I have long been very fond of Schumacher’s Small Is Beautiful philosophy – that was one of the handful of useful books I was introduced to on the periphery of an otherwise, disappointingly, largely greenwash/BAU Environmental Science degree I commenced as a 16-year-old who wanted to help save the world, as idealistic teenagers are wont to do (but that’s another story). When solar technology began I thought that the place for it was exactly within that kind of philosophy – as small systems on people’s rooftops, and people learning to live within the limitations of those small systems. I was totally gobsmacked to discover the plans big industry had for solar panels and wind power – which was to build industrial-scale habitat-destroying execrations all over the face of the earth, as they are indeed now doing. This is on top of the ecological and human cost of manufacturing such technologies in the first place, which happened so far away from me that it took me a while to properly see. And the icing on the cake of that was reading Bright Green Lies recently, and seeing footage of the places of mining and manufacture for these technologies.

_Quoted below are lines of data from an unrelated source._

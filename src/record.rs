use std::collections::{BTreeMap, VecDeque};

use chrono::{DateTime, Utc};
use serde::Serialize;

use crate::config::Config;
use crate::quantile::QuantileEstimator;

// ─── Public types ────────────────────────────────────────────────

/// One raw sample kept for the recent-history feed.
#[derive(Debug, Clone, Serialize)]
pub struct TimelineEntry {
    /// Elapsed time in seconds.
    pub value: f64,
    /// Wall-clock time the sample was recorded at.
    pub timestamp: DateTime<Utc>,
}

/// Read-only copy of one key's statistics, safe to hand to observers.
/// Serializes straight into whatever feed the observer ships it on.
#[derive(Debug, Clone, Serialize)]
pub struct RecordSnapshot {
    pub key: String,
    /// The last observed elapsed time (seconds).
    pub most_recent: f64,
    /// Arithmetic mean over every observation.
    pub average: f64,
    pub min: f64,
    pub max: f64,
    pub count: u64,
    pub last_updated: DateTime<Utc>,
    /// Percentile label (`"p90"`) → current estimate.
    pub percentiles: BTreeMap<String, f64>,
    /// Recent raw samples, oldest first, bounded by the configured capacity.
    pub timeline: Vec<TimelineEntry>,
}

// ─── Internal state ──────────────────────────────────────────────

/// Full statistical summary for one measurement key.
///
/// Owned exclusively by the registry; the outside world only ever sees
/// [`RecordSnapshot`] copies.
pub(crate) struct Record {
    most_recent: f64,
    sum: f64,
    count: u64,
    min: f64,
    max: f64,
    last_updated: DateTime<Utc>,
    estimators: Vec<QuantileEstimator>,
    timeline: VecDeque<TimelineEntry>,
    timeline_capacity: usize,
}

impl Record {
    /// A record only exists together with its first sample, so `count ≥ 1`
    /// holds for its whole lifetime.
    pub(crate) fn new(first: f64, config: &Config) -> Self {
        let mut estimators: Vec<QuantileEstimator> = config
            .percentiles
            .iter()
            .map(|&p| QuantileEstimator::new(p, config.reservoir_capacity))
            .collect();
        for est in &mut estimators {
            est.add(first);
        }

        let now = Utc::now();
        let mut timeline = VecDeque::with_capacity(config.timeline_capacity + 1);
        timeline.push_back(TimelineEntry {
            value: first,
            timestamp: now,
        });

        Self {
            most_recent: first,
            sum: first,
            count: 1,
            min: first,
            max: first,
            last_updated: now,
            estimators,
            timeline,
            timeline_capacity: config.timeline_capacity,
        }
    }

    /// Fold one observation into every aggregate.
    pub(crate) fn add(&mut self, seconds: f64) {
        self.most_recent = seconds;
        self.sum += seconds;
        self.count += 1;
        if seconds < self.min {
            self.min = seconds;
        }
        if seconds > self.max {
            self.max = seconds;
        }
        for est in &mut self.estimators {
            est.add(seconds);
        }

        let now = Utc::now();
        self.last_updated = now;
        self.timeline.push_back(TimelineEntry {
            value: seconds,
            timestamp: now,
        });
        if self.timeline.len() > self.timeline_capacity {
            self.timeline.pop_front();
        }
    }

    fn average(&self) -> f64 {
        if self.count == 0 {
            // Construction guarantees count ≥ 1; report loudly instead of
            // propagating NaN if that invariant is ever broken.
            tracing::error!("latency record has no samples");
            return 0.0;
        }
        self.sum / self.count as f64
    }

    pub(crate) fn snapshot(&self, key: &str) -> RecordSnapshot {
        RecordSnapshot {
            key: key.to_owned(),
            most_recent: self.most_recent,
            average: self.average(),
            min: self.min,
            max: self.max,
            count: self.count,
            last_updated: self.last_updated,
            percentiles: self
                .estimators
                .iter()
                .map(|est| (est.label(), est.estimate()))
                .collect(),
            timeline: self.timeline.iter().cloned().collect(),
        }
    }
}

#[cfg(test)]
mod tests {
    use rand::seq::SliceRandom;
    use rand::SeedableRng;

    use super::*;

    #[test]
    fn first_sample_seeds_every_field() {
        let record = Record::new(0.25, &Config::default());
        let snap = record.snapshot("first");

        assert_eq!(snap.count, 1);
        assert_eq!(snap.min, 0.25);
        assert_eq!(snap.max, 0.25);
        assert_eq!(snap.average, 0.25);
        assert_eq!(snap.most_recent, 0.25);
        assert_eq!(snap.timeline.len(), 1);
        assert_eq!(snap.percentiles.len(), Config::default().percentiles.len());
        for estimate in snap.percentiles.values() {
            assert_eq!(*estimate, 0.25);
        }
    }

    #[test]
    fn aggregates_match_reference_computation() {
        let samples = [0.004, 0.010, 0.002, 0.030, 0.007];
        let mut record = Record::new(samples[0], &Config::default());
        for &s in &samples[1..] {
            record.add(s);
        }

        let snap = record.snapshot("db.query");
        assert_eq!(snap.count, 5);
        assert_eq!(snap.min, 0.002);
        assert_eq!(snap.max, 0.030);
        assert_eq!(snap.most_recent, 0.007);
        let mean = samples.iter().sum::<f64>() / samples.len() as f64;
        assert!((snap.average - mean).abs() < 1e-12);
    }

    #[test]
    fn aggregates_are_order_independent() {
        // Deterministic shuffle, same seed every run.
        let mut rng = rand::rngs::StdRng::seed_from_u64(7);
        let mut samples: Vec<f64> = (1..=100).map(|i| i as f64 / 1000.0).collect();
        samples.shuffle(&mut rng);

        let mut record = Record::new(samples[0], &Config::default());
        for &s in &samples[1..] {
            record.add(s);
        }

        let snap = record.snapshot("shuffled");
        assert_eq!(snap.count, 100);
        assert_eq!(snap.min, 0.001);
        assert_eq!(snap.max, 0.100);
        assert!((snap.average - 0.0505).abs() < 1e-12);
    }

    #[test]
    fn timeline_evicts_oldest_first() {
        let config = Config {
            timeline_capacity: 4,
            ..Config::default()
        };
        let mut record = Record::new(0.0, &config);
        for i in 1..=6 {
            record.add(i as f64);
        }

        let snap = record.snapshot("k");
        assert_eq!(snap.timeline.len(), 4);
        let values: Vec<f64> = snap.timeline.iter().map(|e| e.value).collect();
        assert_eq!(values, vec![3.0, 4.0, 5.0, 6.0]);
    }
}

Even when we bought our off-grid system, and had worked out how save even more electricity so we could have a really small system, the majority of people quoting were trying to sell us larger systems and saying, “You can’t live with that little electricity.” But we can, and the thing is, even though we use less than a quarter of the average Australian household, the system capacity was still greater than what our grandparents would have used back in the day.
In part that’s because we’re trying to produce as much of our own food as possible and freezers are a huge advantage when you’re novices starting out on that journey. Also we run a fridge, low-lumen lighting, computers, a twin-tub washing machine (far less power draw, and super reduction in water and detergent use because it’s sequential through the same solution), a vacuum cleaner, plus food processor and other small-draw kitchen appliances, and fans in summer. And while we’ve avoided the big-draw items like space heating (largely through designing our earthship type house properly), we’re still living in huge luxury with what we have, compared to our grandparents and actually the majority of people alive in this world.

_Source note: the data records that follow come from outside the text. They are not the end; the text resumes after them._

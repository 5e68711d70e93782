//! FILENAME: core/report-engine/src/engine.rs
//! Report Engine - wires the stages into one recomputation.
//!
//! raw rows -> filter -> (sort | group) -> flatten -> paginate -> view
//!                  \-> totals
//!
//! Every run is a pure function of the rows, the definition and the state.
//! Rows are borrowed all the way down; only the page is cloned.

use std::path::Path;

use crate::definition::{Column, ReportDefinition};
use crate::error::ReportError;
use crate::filter::filter_rows;
use crate::flatten::{flatten, rows_as_display, DisplayRow};
use crate::group::{group_rows, GroupNode};
use crate::log_debug;
use crate::paginate::{paginate, PageInfo};
use crate::sort::sort_items;
use crate::state::ReportState;
use crate::totals::column_totals;
use crate::value::Row;
use crate::view::{ReportView, ViewColumn, ViewRow};

// ============================================================================
// REPORT CALCULATOR
// ============================================================================

/// Runs the pipeline for one definition and one state snapshot.
pub struct ReportCalculator<'a> {
    definition: &'a ReportDefinition,
    state: &'a ReportState,
    /// Visible columns resolved against the catalog.
    visible: Vec<&'a Column>,
}

impl<'a> ReportCalculator<'a> {
    pub fn new(definition: &'a ReportDefinition, state: &'a ReportState) -> Self {
        let visible = state.visible(&definition.columns);
        ReportCalculator {
            definition,
            state,
            visible,
        }
    }

    /// Computes the view for `rows`.
    pub fn calculate(&self, rows: &[Row]) -> ReportView {
        let filtered = filter_rows(rows, &self.state.fixed_filters, &self.state.rules);
        log_debug!(
            "FILTER",
            "{} of {} rows kept ({} fixed, {} rules)",
            filtered.len(),
            rows.len(),
            self.state.fixed_filters.active_count(),
            self.state.rules.len()
        );

        let totals = column_totals(&filtered, &self.visible);

        let groups = self.build_groups(&filtered);
        let display = self.display_rows(&filtered, &groups);

        let page_rows: Vec<ViewRow> = paginate(&display, self.state.page, self.state.page_size)
            .iter()
            .map(|item| ViewRow::from_display(item, &self.state.expanded))
            .collect();
        let page = PageInfo::new(
            self.state.page,
            self.state.page_size,
            display.len(),
            self.definition.max_page_buttons,
        );
        log_debug!(
            "PAGE",
            "page {}/{}: {} of {} display rows",
            page.current_page,
            page.total_pages,
            page_rows.len(),
            display.len()
        );

        ReportView {
            columns: self
                .visible
                .iter()
                .map(|column| ViewColumn::new(column, &self.state.sort))
                .collect(),
            rows: page_rows,
            page,
            totals,
            filtered_row_count: filtered.len(),
            group_count: groups.len(),
        }
    }

    /// The group tree, empty when the report is not grouped.
    pub fn build_groups<'r>(&self, filtered: &[&'r Row]) -> Vec<GroupNode<'r>> {
        if !self.state.grouping.is_active() {
            return Vec::new();
        }
        let groups = group_rows(
            filtered,
            &self.state.grouping,
            &self.state.sort,
            &self.definition.columns,
            &self.visible,
        );
        log_debug!(
            "GROUP",
            "{} groups by {:?} / {:?}",
            groups.len(),
            self.state.grouping.primary(),
            self.state.grouping.secondary()
        );
        groups
    }

    /// The flattened display sequence: the group tree under the expand
    /// set, or the sorted rows when the report is not grouped.
    pub fn display_rows<'g, 'r>(&self, filtered: &[&'r Row], groups: &'g [GroupNode<'r>]) -> Vec<DisplayRow<'g, 'r>> {
        if self.state.grouping.is_active() {
            flatten(groups, &self.state.expanded)
        } else {
            rows_as_display(&sort_items(filtered, &self.state.sort, &self.definition.columns))
        }
    }
}

// ============================================================================
// PUBLIC API
// ============================================================================

/// Calculates one render of the report.
/// This is the main entry point for the calculation engine.
pub fn calculate_report(rows: &[Row], definition: &ReportDefinition, state: &ReportState) -> ReportView {
    ReportCalculator::new(definition, state).calculate(rows)
}

/// Parses rows from a JSON array of flat objects.
pub fn load_rows_from_json_str(json: &str) -> Result<Vec<Row>, ReportError> {
    let rows: Vec<Row> = serde_json::from_str(json)?;
    log_debug!("LOAD", "{} rows parsed", rows.len());
    Ok(rows)
}

pub fn load_rows_from_json_file(path: impl AsRef<Path>) -> Result<Vec<Row>, ReportError> {
    let json = std::fs::read_to_string(path)?;
    load_rows_from_json_str(&json)
}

We’re conscious of this, despite the fact that if everyone did what we did, household electricity consumption in Australia would drop by ¾. That’s a big figure, but many people aren’t starting from scratch like we did, and have much of their energy consumption imposed on them by poor building design and existing household infrastructure – and even at ¼ of the consumption it’s still too much, so we have come to see our off-grid life as an exercise in weaning ourselves off electricity in the long run – we have no intentions of replacing panels or batteries and intend to just live with decreasing capacity (which so far hasn’t significantly happened).
It’s incredible how much we’ve come to depend on things that people mostly didn’t even have a century ago – electricity and motorised transport.

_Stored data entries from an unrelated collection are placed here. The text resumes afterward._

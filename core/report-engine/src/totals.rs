//! FILENAME: core/report-engine/src/totals.rs
//! Totals Calculator - column footers over the whole filtered set.
//!
//! Totals read the filter output directly, so sort order, grouping and
//! the current page never change them.

use rustc_hash::FxHashMap;
use serde::de::Error as _;
use serde::{Deserialize, Serialize};

use crate::definition::{Column, FieldId};
use crate::value::{format_number, Row};

/// Footer value of one visible column.
///
/// On the wire a finite sum is a number and a placeholder is `null`. A
/// non-finite sum is the text `"Infinity"`, `"-Infinity"` or `"NaN"`, so it
/// never reads back as a placeholder.
#[derive(Debug, Clone, Copy, PartialEq)]
pub enum ColumnTotal {
    /// Sum of a summable column.
    Sum(f64),
    /// Shown as a dash by the footer.
    Placeholder,
}

impl ColumnTotal {
    pub fn as_sum(&self) -> Option<f64> {
        match self {
            ColumnTotal::Sum(sum) => Some(*sum),
            ColumnTotal::Placeholder => None,
        }
    }
}

impl Serialize for ColumnTotal {
    fn serialize<S>(&self, serializer: S) -> Result<S::Ok, S::Error>
    where
        S: serde::Serializer,
    {
        match self {
            ColumnTotal::Sum(sum) if sum.is_finite() => serializer.serialize_f64(*sum),
            ColumnTotal::Sum(sum) => serializer.serialize_str(&format_number(*sum)),
            ColumnTotal::Placeholder => serializer.serialize_none(),
        }
    }
}

impl<'de> Deserialize<'de> for ColumnTotal {
    fn deserialize<D>(deserializer: D) -> Result<Self, D::Error>
    where
        D: serde::Deserializer<'de>,
    {
        #[derive(Deserialize)]
        #[serde(untagged)]
        enum Helper {
            Number(f64),
            Text(String),
            Null,
        }

        match Helper::deserialize(deserializer)? {
            Helper::Number(sum) => Ok(ColumnTotal::Sum(sum)),
            Helper::Text(text) => match text.as_str() {
                "Infinity" => Ok(ColumnTotal::Sum(f64::INFINITY)),
                "-Infinity" => Ok(ColumnTotal::Sum(f64::NEG_INFINITY)),
                "NaN" => Ok(ColumnTotal::Sum(f64::NAN)),
                other => Err(D::Error::custom(format!("invalid column total '{}'", other))),
            },
            Helper::Null => Ok(ColumnTotal::Placeholder),
        }
    }
}

/// Totals for every visible column. Only native numeric cells are added;
/// anything else contributes 0.
pub fn column_totals(rows: &[&Row], visible: &[&Column]) -> FxHashMap<FieldId, ColumnTotal> {
    visible
        .iter()
        .map(|column| {
            let total = if column.summable {
                ColumnTotal::Sum(sum_native(rows, &column.id))
            } else {
                ColumnTotal::Placeholder
            };
            (column.id.clone(), total)
        })
        .collect()
}

fn sum_native(rows: &[&Row], field: &str) -> f64 {
    rows.iter()
        .filter_map(|row| row.get(field).and_then(|value| value.as_number()))
        .fold(0.0, |sum, n| sum + n)
}

#[cfg(test)]
mod tests {
    use super::*;
    use crate::definition::DataType;
    use crate::value::CellValue;

    #[test]
    fn test_sums_only_native_numbers() {
        let rows = vec![
            Row::new().with("units", 10.0).with("region", "North"),
            Row::new().with("units", "5"),
            Row::new().with("units", f64::NAN),
            Row::new().with("units", CellValue::Empty),
            Row::new().with("units", 2.5),
            Row::new(),
        ];
        let refs: Vec<&Row> = rows.iter().collect();
        let units = Column::new("units", "Units", DataType::Number).summable();
        let region = Column::new("region", "Region", DataType::String);

        let totals = column_totals(&refs, &[&units, &region]);
        assert_eq!(totals.len(), 2);
        assert_eq!(totals.get("units"), Some(&ColumnTotal::Sum(12.5)));
        assert_eq!(totals.get("region"), Some(&ColumnTotal::Placeholder));
    }

    #[test]
    fn test_placeholder_serializes_as_null() {
        assert_eq!(serde_json::to_string(&ColumnTotal::Placeholder).unwrap(), "null");
        assert_eq!(serde_json::to_string(&ColumnTotal::Sum(3.0)).unwrap(), "3.0");
    }

    #[test]
    fn test_non_finite_sum_stays_distinct_from_placeholder() {
        let infinite = serde_json::to_value(ColumnTotal::Sum(f64::INFINITY)).unwrap();
        assert_eq!(infinite, serde_json::json!("Infinity"));

        let back: ColumnTotal = serde_json::from_value(infinite).unwrap();
        assert_eq!(back, ColumnTotal::Sum(f64::INFINITY));
        let placeholder: ColumnTotal = serde_json::from_str("null").unwrap();
        assert_eq!(placeholder, ColumnTotal::Placeholder);
        let finite: ColumnTotal = serde_json::from_str("12.5").unwrap();
        assert_eq!(finite, ColumnTotal::Sum(12.5));
        assert!(serde_json::from_str::<ColumnTotal>("\"lots\"").is_err());

        let rows = vec![Row::new().with("units", f64::MAX), Row::new().with("units", f64::MAX)];
        let refs: Vec<&Row> = rows.iter().collect();
        let units = Column::new("units", "Units", DataType::Number).summable();
        let totals = column_totals(&refs, &[&units]);
        assert_eq!(serde_json::to_value(&totals).unwrap()["units"], "Infinity");
    }

    #[test]
    fn test_empty_input_sums_to_zero() {
        let units = Column::new("units", "Units", DataType::Number).summable();
        let totals = column_totals(&[], &[&units]);
        assert_eq!(totals.get("units").and_then(ColumnTotal::as_sum), Some(0.0));
    }
}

By the way, if all of Australia dropped magically and permanently to just 25% of current household electricity use tomorrow, they’d just cram in more people to sell their electricity to…which is how this always goes. We’ve not had children, but are immigrants (me, as a child) and children of immigrants (my husband) and therefore, by being part of this system, even unwillingly, are co-responsible for the environmental destruction of providing housing, agriculture and consumer goods for us – the large-scale bulldozing of native ecosystems off the face of the earth, the clearcutting, the mining, etc etc done to accommodate extra population in Australia.
We can individually do much to reduce our consumption and support better alternatives (i.e. lesser evils), but while the system we’re in continues, this is just rearranging the deckchairs on the Titanic.
An octogenarian friend who died last year grew up in the area we now live – without electricity, without a car, back in the day…and it seems to me we need to voluntarily learn how to wean ourselves off these things, and in part that’s not going to be possible unless we form alternative mutually supporting communities, both online to do what we do, but even more necessarily, on the ground.